Cross-genre blending happens so easily on this album and with much gleeful abandon. Despite its easygoing nature, pieces of field recordings, folk, ragas, classical, and ambient work mesh together in a virtual stream of consciousness. The reference points vary wildly from piece to piece ensuring a rather lovely, tender, warm approach. The guitar playing, exceptional throughout, taps into the expressive range of John Fahey’s most spirited performances. On the ambient side of things, the sheer walls of sound recall Klaus Schulze’s “Irrlicht” in their similar timbral and textural shifts. All of this comes together to create a vast narrative, a story without needing to say a single word. The journey is a comfortable one via the inclusion of so many different instruments, ensuring each element has space to truly shine.

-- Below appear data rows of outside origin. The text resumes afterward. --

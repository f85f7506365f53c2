use std::io::Write;

use crate::ttlv::{
    error::TtlvError,
    wire::kmip_tag::{tag_value, KmipTag},
    TTLValue, TtlvType, TTLV,
};

/// Write a tag as a 3-byte big-endian integer
fn write_tag<W: Write, TAG: KmipTag>(writer: &mut W, tag_str: &str) -> Result<(), TtlvError> {
    let value = tag_value::<TAG>(tag_str)?;
    let tag_bytes = value.to_be_bytes();
    // only the lowest 3 bytes travel
    writer.write_all(tag_bytes.get(1..).unwrap_or_default())?;
    Ok(())
}

/// Write a type as a 1-byte integer
fn write_type<W: Write>(writer: &mut W, item_type: TtlvType) -> Result<(), TtlvError> {
    writer.write_all(&[item_type.to_byte()])?;
    Ok(())
}

/// Write a length as a 4-byte big-endian integer
fn write_length<W: Write>(writer: &mut W, length: usize) -> Result<(), TtlvError> {
    let l = u32::try_from(length)
        .map_err(|_e| TtlvError::from(format!("length too large: {length}")))?;
    writer.write_all(&l.to_be_bytes())?;
    Ok(())
}

/// Zero-pad a value of `length` bytes to the next multiple of 8.
/// Padding bytes are not counted in the item's length field.
fn write_padding<W: Write>(writer: &mut W, length: usize) -> Result<(), TtlvError> {
    let padding = (8 - length % 8) % 8;
    if padding != 0 {
        writer.write_all(&[0_u8; 7][..padding])?;
    }
    Ok(())
}

/// Serializes a [`TTLV`] tree into the KMIP byte form, resolving tag names
/// through the `TAG` registry of the active dialect.
pub struct TTLVBytesSerializer<W> {
    writer: W,
}

impl<W> TTLVBytesSerializer<W>
where
    W: Write,
{
    pub const fn new(writer: W) -> Self {
        Self { writer }
    }

    pub fn write_ttlv<TAG: KmipTag>(&mut self, ttlv: &TTLV) -> Result<(), TtlvError> {
        // Tag (3 bytes)
        write_tag::<W, TAG>(&mut self.writer, &ttlv.tag)?;

        match &ttlv.value {
            TTLValue::Structure(items) => {
                write_type(&mut self.writer, TtlvType::Structure)?;
                // serialize children to a scratch buffer to learn the length
                let mut nested = Vec::new();
                let mut nested_serializer = TTLVBytesSerializer::new(&mut nested);
                for item in items {
                    nested_serializer.write_ttlv::<TAG>(item)?;
                }
                write_length(&mut self.writer, nested.len())?;
                self.writer.write_all(&nested)?;
            }
            TTLValue::Integer(value) => {
                write_type(&mut self.writer, TtlvType::Integer)?;
                write_length(&mut self.writer, 4)?;
                self.writer.write_all(&value.to_be_bytes())?;
                write_padding(&mut self.writer, 4)?;
            }
            TTLValue::LongInteger(value) => {
                write_type(&mut self.writer, TtlvType::LongInteger)?;
                write_length(&mut self.writer, 8)?;
                self.writer.write_all(&value.to_be_bytes())?;
            }
            TTLValue::BigInteger(value) => {
                // already sign-extended to a multiple of 8
                let bytes = value.to_signed_bytes_be();
                write_type(&mut self.writer, TtlvType::BigInteger)?;
                write_length(&mut self.writer, bytes.len())?;
                self.writer.write_all(&bytes)?;
            }
            TTLValue::Enumeration(variant) => {
                write_type(&mut self.writer, TtlvType::Enumeration)?;
                write_length(&mut self.writer, 4)?;
                self.writer.write_all(&variant.value.to_be_bytes())?;
                write_padding(&mut self.writer, 4)?;
            }
            TTLValue::Boolean(value) => {
                write_type(&mut self.writer, TtlvType::Boolean)?;
                write_length(&mut self.writer, 8)?;
                // booleans are encoded on 8 bytes
                let buf = [0, 0, 0, 0, 0, 0, 0, u8::from(*value)];
                self.writer.write_all(&buf)?;
            }
            TTLValue::TextString(value) => {
                write_type(&mut self.writer, TtlvType::TextString)?;
                let utf8_bytes = value.as_bytes();
                write_length(&mut self.writer, utf8_bytes.len())?;
                self.writer.write_all(utf8_bytes)?;
                write_padding(&mut self.writer, utf8_bytes.len())?;
            }
            TTLValue::ByteString(value) => {
                write_type(&mut self.writer, TtlvType::ByteString)?;
                write_length(&mut self.writer, value.len())?;
                self.writer.write_all(value)?;
                write_padding(&mut self.writer, value.len())?;
            }
            TTLValue::DateTime(value) => {
                write_type(&mut self.writer, TtlvType::DateTime)?;
                write_length(&mut self.writer, 8)?;
                self.writer
                    .write_all(&value.unix_timestamp().to_be_bytes())?;
            }
            TTLValue::Interval(value) => {
                write_type(&mut self.writer, TtlvType::Interval)?;
                write_length(&mut self.writer, 4)?;
                self.writer.write_all(&value.to_be_bytes())?;
                write_padding(&mut self.writer, 4)?;
            }
        }
        Ok(())
    }
}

There is poetry of sorts in the genteel introduction of “Eseᐧhčekan (Way of Doing Things)/ From Here to Rock Island,” which sets the tone for what follows. Birdsong courtesy of Barred Owl gives way to elegant piano on the gorgeous “Lek/9:25 to Bloomington.” The highly personal vision seems to reference the patient and painterly cadence of the Penguin Café Orchestra. A vast geography comes into view on the blissful “Farewell, Pontiac”. The careful sound design of “Mešahkwatwi (Clear Sky)” touches upon the ebb and flow of Twin Peaks’ most soothing impulses and surreal imagery. Delicate structures build on the passionate playing of “Dusk Near Clintonville, WI,” where sweeping vistas lead the way. The incredible shortwave radio transmissions of “The Land Remains/The Land Blossoms (土地開花)” elicit a feeling of pure joy. “Route of the Silver Eagle” features a reimagining of jazz, with sudden bursts of activity to periodically interrupt the procession. Another highlight comes from the sprawling, multi-part suite “Tepehkiᐧwi (It Is Night)/Rock River Suite” whose careful composition reminds me of Tim Buckley’s otherworldly works. The album concludes things with a reflective lullaby; the calm “Waᐧpanwi (First Light).”
With the powerful “C.W. Franz II,” C.W. Franz develops his own sonic vocabulary one that defies any and all categorization.